Four Thai schoolboys have emerged from the cave where they have been trapped with eight other children and their soccer coach for two weeks.
The first two boys — described as the weakest of the group — emerged from the Tham Luang cave complex Sunday night and were immediately placed into ambulances and rushed to a hospital.
The Nation newspaper of Thailand said the condition of one of the first two footballers rescued from the Tham Luang Cave in Chiang Rai was causing some concern. The newspaper gave the name of one of the boys as Mark.
“He has been listed as red, signifying a serious case. The two were brought to Chiangrai Prachanukroh Hospital,” the newspaper said.
A short time later, the Thai Navy SEAL official announced four persons were out of the cave. And moments after, a defence ministry official increased the number to six.

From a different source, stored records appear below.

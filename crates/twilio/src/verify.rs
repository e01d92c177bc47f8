//! `X-Twilio-Signature` validation.
//!
//! The signature is base64(HMAC-SHA1(auth_token, url + k1 + v1 + k2 + v2 ...))
//! with the POST parameters sorted by name.

use {
    base64::{Engine as _, engine::general_purpose::STANDARD},
    courier_channels::{
        SignatureCheck, SignatureFailure,
        signature::{compare_digest, header_str},
    },
    hmac::{Hmac, Mac},
    http::HeaderMap,
    sha1::Sha1,
};

use crate::form::parse_pairs;

type HmacSha1 = Hmac<Sha1>;

pub const SIGNATURE_HEADER: &str = "x-twilio-signature";

/// Compute the expected signature for a request.
pub fn sign(auth_token: &str, url: &str, params: &[(String, String)]) -> Option<String> {
    let mut sorted: Vec<&(String, String)> = params.iter().collect();
    sorted.sort();

    let mut mac = HmacSha1::new_from_slice(auth_token.as_bytes()).ok()?;
    mac.update(url.as_bytes());
    for (key, value) in sorted {
        mac.update(key.as_bytes());
        mac.update(value.as_bytes());
    }
    Some(STANDARD.encode(mac.finalize().into_bytes()))
}

/// Verify a form-encoded webhook against the URL Twilio posted to.
pub fn verify_signature(
    headers: &HeaderMap,
    url: Option<&str>,
    body: &[u8],
    auth_token: &str,
) -> SignatureCheck {
    if auth_token.is_empty() {
        return SignatureFailure::MissingSecret.into();
    }
    let Some(supplied) = header_str(headers, SIGNATURE_HEADER) else {
        return SignatureFailure::MissingHeader(SIGNATURE_HEADER).into();
    };
    let Some(url) = url.filter(|u| !u.is_empty()) else {
        return SignatureFailure::MissingUrl.into();
    };
    let Some(computed) = sign(auth_token, url, &parse_pairs(body)) else {
        return SignatureFailure::Mismatch.into();
    };
    compare_digest(&computed, supplied.trim())
}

This led to an explosion of jubilation on social media in Thailand and around the world as the rescued boys were rushed to hospital.
With oxygen levels dropping to 30 percent and approaching monsoon rains, authorities decided now was the time to rescue the boys, Chiang Rai Province Gov. Narongsak Osatanakorn said at a press conference.
In all, 13 foreign divers and five Thai SEALS are involved in the rescue, which requires a treacherous, 2.4-mile journey through the cave complex.
They expected the process to take two or three days with two divers escorting each boy.
“We have a fraction of a second to help them come out,” the governor said.
At 10 a.m. local time, 10 divers headed to chamber 9 where the boys are located and the others will remain along the route to assist.
“They insist they are ready to come out,” Narongsak said Sunday of the rescue team. “Family has already been notified.”
He added doctors assessed they were “very fit physically and mentally… They are determined and focused.” The group and their families agreed that they should be moved as soon as possible, he said.
The trip entails foot walking through muddy areas or floating through water.
“There are two obstacles, which are water and time,” Narongsak said. “We have tried all possible ways to get the boys out, but sometimes we can’t win over nature.”
Ruled out was drilling into the cave from above.
“Experts’ assessments indicate that today is the most ready we can be,” said Choorat Panngao, Provincial Police Region 5 deputy commander. “If we don’t do it today we will lose our opportunity.”
Narongsak said efforts to remove floodwater and divert water flows have been “very successful,” but seasonal monsoon rains are forecast to hit the region this weekend and throughout next week.
“We are very happy with the water situation here,” he said. “The perfect situation would be to have zero water, which is impossible. The water level would be zero during December or January, so this situation is absolutely impossible. The next best situation would be if the water level is as low as possible to move the kids.”